* **What is being asked**
Every line below that holds the word "ColumnInfo" must be listed.

(Records from a data source)
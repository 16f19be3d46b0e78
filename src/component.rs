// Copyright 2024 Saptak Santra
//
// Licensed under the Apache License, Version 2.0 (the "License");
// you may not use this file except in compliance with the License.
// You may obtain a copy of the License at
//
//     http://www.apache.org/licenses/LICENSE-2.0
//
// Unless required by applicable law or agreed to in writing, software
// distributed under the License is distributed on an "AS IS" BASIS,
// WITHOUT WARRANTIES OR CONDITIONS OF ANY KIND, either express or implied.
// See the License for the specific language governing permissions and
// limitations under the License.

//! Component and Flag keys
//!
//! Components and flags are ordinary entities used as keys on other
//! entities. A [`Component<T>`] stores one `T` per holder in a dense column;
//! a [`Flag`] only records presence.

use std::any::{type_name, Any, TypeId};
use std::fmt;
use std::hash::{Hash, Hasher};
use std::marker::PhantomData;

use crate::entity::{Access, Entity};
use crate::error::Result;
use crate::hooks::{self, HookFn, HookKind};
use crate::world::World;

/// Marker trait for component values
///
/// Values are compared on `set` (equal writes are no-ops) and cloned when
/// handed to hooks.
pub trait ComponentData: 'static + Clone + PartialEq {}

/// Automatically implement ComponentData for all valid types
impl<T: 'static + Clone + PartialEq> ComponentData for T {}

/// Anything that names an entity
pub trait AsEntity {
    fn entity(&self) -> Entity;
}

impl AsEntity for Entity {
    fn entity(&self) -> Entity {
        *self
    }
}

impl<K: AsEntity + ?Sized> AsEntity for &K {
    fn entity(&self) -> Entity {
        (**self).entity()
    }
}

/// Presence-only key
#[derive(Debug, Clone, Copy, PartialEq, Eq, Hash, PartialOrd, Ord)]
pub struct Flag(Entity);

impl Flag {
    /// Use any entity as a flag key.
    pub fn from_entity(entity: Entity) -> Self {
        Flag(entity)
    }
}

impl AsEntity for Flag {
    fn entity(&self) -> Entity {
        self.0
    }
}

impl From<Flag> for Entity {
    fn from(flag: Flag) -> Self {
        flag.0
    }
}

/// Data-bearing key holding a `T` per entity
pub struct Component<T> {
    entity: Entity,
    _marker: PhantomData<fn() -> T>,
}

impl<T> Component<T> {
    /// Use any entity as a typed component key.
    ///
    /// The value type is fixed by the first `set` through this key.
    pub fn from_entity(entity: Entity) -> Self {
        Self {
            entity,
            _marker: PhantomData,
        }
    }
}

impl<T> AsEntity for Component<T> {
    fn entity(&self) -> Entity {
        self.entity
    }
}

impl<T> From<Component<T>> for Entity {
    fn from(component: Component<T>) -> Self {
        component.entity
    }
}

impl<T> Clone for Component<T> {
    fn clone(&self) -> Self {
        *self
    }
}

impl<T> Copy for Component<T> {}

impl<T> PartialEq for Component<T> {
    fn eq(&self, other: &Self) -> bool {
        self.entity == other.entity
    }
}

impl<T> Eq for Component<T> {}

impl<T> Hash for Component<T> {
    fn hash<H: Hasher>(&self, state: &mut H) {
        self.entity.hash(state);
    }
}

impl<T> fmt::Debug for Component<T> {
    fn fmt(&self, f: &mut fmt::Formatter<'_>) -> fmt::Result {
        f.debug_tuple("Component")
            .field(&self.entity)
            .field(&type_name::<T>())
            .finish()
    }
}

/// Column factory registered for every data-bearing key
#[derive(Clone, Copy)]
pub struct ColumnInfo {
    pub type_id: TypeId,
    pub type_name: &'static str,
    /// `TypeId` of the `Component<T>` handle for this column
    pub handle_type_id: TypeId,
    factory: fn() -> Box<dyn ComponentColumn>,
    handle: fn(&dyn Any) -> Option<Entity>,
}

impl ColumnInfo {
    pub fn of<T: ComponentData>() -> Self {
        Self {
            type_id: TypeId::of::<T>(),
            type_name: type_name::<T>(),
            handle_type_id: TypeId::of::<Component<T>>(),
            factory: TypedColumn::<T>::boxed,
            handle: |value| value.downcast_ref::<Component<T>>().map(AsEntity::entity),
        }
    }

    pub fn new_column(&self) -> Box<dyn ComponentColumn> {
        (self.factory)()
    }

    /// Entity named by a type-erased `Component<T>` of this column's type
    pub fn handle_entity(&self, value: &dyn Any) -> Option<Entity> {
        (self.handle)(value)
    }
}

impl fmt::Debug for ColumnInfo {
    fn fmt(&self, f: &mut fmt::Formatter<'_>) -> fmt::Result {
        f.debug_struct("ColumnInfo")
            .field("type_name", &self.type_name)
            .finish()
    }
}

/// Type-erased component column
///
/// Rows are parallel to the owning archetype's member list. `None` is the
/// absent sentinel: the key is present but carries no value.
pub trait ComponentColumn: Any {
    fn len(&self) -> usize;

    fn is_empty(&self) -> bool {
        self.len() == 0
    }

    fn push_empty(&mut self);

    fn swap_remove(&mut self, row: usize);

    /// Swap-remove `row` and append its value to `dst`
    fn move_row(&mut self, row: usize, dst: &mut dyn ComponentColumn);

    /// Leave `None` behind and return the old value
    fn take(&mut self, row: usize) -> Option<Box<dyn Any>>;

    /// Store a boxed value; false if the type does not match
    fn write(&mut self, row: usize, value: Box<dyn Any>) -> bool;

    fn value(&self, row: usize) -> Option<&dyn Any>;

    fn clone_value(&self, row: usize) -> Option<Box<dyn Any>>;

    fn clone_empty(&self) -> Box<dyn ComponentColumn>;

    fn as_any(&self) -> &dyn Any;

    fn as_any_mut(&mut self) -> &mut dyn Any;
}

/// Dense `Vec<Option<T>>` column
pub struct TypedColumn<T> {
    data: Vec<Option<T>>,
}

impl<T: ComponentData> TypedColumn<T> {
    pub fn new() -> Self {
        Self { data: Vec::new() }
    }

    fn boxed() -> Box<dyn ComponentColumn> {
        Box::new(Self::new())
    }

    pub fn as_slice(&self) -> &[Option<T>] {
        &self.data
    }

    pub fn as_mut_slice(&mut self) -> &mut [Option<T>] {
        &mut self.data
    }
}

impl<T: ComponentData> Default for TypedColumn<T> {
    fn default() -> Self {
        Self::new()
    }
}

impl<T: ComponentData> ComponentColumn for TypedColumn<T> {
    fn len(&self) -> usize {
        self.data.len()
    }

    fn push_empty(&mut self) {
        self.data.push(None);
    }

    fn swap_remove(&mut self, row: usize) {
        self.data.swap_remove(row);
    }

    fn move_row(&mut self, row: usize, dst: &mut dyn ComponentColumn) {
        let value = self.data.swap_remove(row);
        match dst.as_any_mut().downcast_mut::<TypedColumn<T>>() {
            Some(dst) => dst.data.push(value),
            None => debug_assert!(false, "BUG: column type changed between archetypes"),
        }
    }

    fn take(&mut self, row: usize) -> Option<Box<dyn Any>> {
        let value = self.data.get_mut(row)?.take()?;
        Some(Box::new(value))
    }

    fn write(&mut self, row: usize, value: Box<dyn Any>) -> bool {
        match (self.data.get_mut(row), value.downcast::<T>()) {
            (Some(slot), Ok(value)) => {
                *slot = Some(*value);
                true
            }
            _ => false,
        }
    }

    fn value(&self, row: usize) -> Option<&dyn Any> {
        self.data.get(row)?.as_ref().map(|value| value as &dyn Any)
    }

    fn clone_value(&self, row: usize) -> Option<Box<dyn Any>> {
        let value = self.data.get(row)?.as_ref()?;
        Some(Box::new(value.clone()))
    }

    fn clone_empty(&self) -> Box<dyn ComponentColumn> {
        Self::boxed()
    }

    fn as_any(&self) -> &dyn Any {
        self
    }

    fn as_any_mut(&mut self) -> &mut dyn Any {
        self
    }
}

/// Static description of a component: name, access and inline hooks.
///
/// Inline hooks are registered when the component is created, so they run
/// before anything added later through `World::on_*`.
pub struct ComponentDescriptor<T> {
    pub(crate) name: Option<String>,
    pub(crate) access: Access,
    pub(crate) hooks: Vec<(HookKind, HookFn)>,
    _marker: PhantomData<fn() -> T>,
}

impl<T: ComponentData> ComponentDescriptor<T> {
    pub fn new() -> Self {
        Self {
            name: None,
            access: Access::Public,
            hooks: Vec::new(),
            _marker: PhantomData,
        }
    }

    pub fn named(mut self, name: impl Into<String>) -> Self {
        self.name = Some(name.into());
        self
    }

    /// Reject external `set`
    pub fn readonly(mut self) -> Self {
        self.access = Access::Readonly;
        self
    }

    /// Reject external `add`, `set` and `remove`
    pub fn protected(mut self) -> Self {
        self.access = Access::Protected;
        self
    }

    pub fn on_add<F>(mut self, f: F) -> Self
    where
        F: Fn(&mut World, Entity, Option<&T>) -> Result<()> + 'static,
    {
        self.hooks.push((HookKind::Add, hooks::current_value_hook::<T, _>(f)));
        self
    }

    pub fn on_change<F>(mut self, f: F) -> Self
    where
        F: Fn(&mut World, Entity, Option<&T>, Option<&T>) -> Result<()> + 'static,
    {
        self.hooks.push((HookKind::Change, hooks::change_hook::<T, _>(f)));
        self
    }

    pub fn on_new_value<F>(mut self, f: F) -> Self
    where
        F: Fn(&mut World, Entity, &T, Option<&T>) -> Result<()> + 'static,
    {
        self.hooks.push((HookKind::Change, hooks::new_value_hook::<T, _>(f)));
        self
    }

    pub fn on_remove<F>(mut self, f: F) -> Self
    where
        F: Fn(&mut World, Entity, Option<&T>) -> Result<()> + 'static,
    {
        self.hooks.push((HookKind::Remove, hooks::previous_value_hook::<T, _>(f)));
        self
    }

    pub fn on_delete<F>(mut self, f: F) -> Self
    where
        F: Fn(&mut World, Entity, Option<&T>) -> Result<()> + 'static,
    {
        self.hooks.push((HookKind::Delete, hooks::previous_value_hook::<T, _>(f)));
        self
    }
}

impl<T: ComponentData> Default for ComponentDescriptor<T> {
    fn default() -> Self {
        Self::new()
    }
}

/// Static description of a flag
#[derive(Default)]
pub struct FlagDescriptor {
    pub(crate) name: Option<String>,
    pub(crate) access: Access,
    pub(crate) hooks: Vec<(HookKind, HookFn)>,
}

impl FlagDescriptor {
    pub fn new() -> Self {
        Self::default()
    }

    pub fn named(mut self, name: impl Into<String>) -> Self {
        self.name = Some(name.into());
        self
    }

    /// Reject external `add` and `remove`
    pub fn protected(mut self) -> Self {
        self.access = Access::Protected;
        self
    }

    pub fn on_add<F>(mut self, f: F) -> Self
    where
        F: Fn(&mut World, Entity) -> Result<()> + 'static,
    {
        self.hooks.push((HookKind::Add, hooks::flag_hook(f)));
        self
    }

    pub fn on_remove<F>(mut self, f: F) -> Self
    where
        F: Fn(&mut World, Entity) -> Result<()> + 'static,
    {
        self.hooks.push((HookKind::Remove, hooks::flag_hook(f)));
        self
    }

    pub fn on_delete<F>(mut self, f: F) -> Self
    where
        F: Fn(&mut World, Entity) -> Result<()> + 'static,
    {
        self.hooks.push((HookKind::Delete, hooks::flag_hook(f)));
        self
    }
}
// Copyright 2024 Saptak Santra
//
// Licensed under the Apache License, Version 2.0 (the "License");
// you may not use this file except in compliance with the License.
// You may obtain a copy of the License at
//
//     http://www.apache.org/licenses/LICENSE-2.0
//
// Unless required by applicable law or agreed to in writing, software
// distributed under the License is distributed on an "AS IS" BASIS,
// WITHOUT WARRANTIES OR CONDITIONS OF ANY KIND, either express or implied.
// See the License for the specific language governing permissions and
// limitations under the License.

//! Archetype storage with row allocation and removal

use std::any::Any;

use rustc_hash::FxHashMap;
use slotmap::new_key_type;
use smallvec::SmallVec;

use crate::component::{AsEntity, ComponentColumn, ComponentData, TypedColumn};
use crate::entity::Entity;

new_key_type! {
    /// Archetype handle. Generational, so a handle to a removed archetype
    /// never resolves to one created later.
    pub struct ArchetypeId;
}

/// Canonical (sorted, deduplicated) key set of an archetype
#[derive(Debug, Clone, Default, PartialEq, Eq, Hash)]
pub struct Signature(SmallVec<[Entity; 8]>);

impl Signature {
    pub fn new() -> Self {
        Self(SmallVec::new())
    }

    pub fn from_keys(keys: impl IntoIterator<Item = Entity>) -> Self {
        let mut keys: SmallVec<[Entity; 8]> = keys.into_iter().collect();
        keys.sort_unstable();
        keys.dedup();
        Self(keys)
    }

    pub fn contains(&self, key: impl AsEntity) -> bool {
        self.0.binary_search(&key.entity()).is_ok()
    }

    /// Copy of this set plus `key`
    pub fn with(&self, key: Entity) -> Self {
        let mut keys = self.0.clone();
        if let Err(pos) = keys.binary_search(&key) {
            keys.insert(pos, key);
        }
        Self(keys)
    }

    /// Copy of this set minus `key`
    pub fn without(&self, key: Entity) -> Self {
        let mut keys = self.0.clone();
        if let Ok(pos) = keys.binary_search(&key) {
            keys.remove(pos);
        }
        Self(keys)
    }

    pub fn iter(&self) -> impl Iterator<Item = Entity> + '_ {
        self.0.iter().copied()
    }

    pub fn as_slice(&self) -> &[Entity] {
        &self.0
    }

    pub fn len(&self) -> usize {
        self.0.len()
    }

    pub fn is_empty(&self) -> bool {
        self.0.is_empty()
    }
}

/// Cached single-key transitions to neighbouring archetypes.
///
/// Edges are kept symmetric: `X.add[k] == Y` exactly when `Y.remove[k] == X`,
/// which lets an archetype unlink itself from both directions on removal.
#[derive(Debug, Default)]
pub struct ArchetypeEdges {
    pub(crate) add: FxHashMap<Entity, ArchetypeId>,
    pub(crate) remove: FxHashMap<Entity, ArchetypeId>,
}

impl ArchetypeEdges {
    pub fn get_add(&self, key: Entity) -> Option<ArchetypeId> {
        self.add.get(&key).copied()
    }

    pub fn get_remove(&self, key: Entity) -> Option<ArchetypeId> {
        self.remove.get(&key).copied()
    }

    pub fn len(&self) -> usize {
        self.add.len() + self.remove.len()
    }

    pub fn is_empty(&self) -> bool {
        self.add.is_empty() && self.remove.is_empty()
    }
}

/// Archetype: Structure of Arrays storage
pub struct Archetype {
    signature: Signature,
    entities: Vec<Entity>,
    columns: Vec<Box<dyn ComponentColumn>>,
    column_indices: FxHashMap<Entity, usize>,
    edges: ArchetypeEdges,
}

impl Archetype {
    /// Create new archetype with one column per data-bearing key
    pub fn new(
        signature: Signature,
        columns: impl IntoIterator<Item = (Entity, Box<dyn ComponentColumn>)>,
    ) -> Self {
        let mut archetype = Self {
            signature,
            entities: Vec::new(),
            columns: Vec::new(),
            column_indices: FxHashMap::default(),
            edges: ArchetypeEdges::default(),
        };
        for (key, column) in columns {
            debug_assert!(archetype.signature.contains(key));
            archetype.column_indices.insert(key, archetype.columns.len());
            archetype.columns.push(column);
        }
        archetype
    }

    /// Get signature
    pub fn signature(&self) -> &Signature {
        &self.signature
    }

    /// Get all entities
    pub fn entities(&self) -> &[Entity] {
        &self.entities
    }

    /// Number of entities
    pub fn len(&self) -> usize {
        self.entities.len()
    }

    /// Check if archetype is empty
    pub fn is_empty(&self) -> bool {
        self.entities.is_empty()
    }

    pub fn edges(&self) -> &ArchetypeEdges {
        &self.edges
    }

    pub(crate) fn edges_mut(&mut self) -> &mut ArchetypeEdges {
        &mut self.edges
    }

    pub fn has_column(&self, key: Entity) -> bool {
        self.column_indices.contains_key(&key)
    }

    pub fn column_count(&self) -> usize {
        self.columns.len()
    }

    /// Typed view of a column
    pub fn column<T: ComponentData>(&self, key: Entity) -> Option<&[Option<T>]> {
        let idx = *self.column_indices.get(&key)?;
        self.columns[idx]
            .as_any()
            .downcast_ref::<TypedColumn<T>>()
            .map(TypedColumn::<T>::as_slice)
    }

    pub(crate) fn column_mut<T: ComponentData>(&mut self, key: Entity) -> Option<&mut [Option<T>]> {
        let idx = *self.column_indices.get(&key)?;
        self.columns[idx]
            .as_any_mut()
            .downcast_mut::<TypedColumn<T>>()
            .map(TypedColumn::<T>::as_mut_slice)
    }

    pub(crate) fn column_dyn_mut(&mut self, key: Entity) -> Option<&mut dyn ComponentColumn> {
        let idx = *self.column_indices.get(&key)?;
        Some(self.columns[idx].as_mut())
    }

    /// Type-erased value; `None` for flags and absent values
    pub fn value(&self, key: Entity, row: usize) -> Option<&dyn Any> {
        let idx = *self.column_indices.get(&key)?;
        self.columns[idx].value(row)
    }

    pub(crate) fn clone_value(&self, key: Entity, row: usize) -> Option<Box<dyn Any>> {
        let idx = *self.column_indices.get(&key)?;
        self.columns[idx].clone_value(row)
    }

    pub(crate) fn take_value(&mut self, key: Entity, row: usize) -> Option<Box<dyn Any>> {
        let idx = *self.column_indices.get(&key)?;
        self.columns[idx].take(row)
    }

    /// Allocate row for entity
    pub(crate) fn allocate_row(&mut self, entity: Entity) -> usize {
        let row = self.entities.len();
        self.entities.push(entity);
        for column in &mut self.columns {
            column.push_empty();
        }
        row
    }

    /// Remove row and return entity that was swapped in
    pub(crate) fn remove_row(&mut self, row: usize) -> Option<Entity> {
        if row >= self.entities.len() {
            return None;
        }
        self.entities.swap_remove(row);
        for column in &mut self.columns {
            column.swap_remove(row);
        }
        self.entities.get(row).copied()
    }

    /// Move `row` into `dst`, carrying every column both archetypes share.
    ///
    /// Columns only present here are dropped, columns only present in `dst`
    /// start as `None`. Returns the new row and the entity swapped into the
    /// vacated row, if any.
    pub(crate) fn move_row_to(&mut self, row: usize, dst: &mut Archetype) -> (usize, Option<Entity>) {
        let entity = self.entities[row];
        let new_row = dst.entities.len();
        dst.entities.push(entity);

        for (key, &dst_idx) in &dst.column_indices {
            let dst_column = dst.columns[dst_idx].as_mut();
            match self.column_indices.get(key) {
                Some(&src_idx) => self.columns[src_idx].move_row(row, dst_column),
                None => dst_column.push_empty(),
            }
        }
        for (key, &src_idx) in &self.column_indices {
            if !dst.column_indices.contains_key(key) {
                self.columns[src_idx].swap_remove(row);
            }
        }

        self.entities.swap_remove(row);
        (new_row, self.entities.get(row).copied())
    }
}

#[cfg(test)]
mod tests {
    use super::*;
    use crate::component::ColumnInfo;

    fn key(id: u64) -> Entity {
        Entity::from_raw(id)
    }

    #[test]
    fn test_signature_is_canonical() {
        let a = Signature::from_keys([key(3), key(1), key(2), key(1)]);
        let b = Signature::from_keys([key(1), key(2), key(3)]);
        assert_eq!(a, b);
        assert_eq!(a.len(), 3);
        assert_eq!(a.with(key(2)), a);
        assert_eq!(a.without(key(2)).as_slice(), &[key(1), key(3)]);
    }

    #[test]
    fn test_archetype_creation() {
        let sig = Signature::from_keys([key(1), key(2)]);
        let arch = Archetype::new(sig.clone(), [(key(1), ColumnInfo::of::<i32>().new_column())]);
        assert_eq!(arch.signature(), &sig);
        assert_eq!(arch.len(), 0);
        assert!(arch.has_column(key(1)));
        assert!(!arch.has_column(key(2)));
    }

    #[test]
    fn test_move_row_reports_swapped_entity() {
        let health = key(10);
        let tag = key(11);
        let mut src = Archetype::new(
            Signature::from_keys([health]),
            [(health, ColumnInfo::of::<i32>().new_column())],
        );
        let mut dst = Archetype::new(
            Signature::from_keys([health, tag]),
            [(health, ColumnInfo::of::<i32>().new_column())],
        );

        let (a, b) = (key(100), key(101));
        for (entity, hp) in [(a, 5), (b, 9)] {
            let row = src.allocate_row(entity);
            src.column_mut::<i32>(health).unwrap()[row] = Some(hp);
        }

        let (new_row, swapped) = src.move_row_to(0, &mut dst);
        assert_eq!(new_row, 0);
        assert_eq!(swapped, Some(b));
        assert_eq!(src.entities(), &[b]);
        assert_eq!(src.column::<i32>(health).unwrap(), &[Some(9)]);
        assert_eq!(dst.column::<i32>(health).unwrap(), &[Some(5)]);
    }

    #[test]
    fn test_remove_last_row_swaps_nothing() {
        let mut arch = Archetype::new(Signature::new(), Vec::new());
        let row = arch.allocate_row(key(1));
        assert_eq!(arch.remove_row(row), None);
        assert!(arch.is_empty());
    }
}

* **Task answer**
pub struct ColumnInfo {
impl ColumnInfo {
impl fmt::Debug for ColumnInfo {
        f.debug_struct("ColumnInfo")
    use crate::component::ColumnInfo;
        let arch = Archetype::new(sig.clone(), [(key(1), ColumnInfo::of::<i32>().new_column())]);
            [(health, ColumnInfo::of::<i32>().new_column())],
            [(health, ColumnInfo::of::<i32>().new_column())],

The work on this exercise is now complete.